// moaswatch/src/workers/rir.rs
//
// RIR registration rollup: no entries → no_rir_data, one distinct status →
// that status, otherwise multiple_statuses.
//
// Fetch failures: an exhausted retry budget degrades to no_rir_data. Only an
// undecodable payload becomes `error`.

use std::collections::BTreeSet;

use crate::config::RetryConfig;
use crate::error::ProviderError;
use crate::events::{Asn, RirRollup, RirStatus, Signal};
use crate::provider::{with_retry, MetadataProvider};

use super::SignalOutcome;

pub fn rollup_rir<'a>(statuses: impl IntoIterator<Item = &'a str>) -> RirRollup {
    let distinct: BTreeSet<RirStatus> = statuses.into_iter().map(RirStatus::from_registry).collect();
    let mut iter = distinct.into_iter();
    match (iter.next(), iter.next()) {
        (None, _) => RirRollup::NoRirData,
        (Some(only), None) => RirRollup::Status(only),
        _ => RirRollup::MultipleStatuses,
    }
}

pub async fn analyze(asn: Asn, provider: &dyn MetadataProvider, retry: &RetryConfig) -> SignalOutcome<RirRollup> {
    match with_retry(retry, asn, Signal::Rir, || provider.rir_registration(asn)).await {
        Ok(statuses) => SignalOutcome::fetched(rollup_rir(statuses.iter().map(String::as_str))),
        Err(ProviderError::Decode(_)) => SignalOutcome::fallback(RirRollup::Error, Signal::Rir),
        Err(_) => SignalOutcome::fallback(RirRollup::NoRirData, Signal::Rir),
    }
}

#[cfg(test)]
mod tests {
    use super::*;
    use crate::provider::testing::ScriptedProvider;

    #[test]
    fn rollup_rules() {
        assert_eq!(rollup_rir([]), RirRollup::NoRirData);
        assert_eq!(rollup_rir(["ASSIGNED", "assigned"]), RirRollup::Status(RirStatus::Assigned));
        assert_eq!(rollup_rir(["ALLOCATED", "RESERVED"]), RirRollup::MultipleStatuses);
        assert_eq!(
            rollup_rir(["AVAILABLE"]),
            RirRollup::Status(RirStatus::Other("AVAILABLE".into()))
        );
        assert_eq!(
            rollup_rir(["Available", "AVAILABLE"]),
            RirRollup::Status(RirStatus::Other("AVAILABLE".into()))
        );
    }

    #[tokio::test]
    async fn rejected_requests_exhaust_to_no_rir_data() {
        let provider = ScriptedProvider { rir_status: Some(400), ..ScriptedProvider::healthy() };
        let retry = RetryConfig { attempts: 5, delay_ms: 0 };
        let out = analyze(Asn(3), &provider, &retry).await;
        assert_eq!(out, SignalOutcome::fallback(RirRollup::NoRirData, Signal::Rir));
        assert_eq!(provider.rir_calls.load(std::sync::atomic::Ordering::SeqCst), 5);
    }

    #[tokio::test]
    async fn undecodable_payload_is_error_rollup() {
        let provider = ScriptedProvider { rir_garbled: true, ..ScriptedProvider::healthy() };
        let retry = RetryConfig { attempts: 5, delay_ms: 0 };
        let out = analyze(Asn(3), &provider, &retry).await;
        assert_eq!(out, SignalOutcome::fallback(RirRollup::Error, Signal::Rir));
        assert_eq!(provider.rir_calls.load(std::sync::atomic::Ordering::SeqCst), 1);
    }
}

★ ★ ★

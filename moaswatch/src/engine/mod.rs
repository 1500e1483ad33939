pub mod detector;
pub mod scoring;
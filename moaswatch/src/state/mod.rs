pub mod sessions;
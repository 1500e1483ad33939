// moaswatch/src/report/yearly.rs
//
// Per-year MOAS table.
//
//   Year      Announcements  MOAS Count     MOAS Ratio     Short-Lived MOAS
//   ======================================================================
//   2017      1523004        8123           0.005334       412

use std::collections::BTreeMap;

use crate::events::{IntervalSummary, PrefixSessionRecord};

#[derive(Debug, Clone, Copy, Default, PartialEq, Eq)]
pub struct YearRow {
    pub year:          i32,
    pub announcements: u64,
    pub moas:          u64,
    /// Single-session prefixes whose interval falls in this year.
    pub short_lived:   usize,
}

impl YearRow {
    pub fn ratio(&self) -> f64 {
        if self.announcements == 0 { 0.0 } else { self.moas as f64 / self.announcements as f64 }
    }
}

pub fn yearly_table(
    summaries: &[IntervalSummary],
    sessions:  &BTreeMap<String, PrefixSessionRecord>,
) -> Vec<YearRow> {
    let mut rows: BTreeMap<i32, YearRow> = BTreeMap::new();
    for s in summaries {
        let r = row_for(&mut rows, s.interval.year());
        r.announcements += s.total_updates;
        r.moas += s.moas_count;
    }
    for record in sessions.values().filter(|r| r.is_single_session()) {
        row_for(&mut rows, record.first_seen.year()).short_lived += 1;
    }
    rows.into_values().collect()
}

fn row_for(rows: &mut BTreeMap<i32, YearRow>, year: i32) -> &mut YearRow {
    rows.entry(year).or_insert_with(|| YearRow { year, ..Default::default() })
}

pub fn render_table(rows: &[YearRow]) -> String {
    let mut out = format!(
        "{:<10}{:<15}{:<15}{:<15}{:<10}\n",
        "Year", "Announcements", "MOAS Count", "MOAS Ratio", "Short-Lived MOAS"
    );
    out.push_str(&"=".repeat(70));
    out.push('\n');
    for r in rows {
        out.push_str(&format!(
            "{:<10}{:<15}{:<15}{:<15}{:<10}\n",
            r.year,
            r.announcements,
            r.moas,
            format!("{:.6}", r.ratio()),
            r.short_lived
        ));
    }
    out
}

★ ★ ★

■ ACTION ITEM
Return each line of the data where the word "moaswatch" appears.

■ PROBLEM SOLUTION
// moaswatch/src/workers/rir.rs
filename moaswatch/src/engine/mod.rs
filename moaswatch/src/state/mod.rs
// moaswatch/src/report/yearly.rs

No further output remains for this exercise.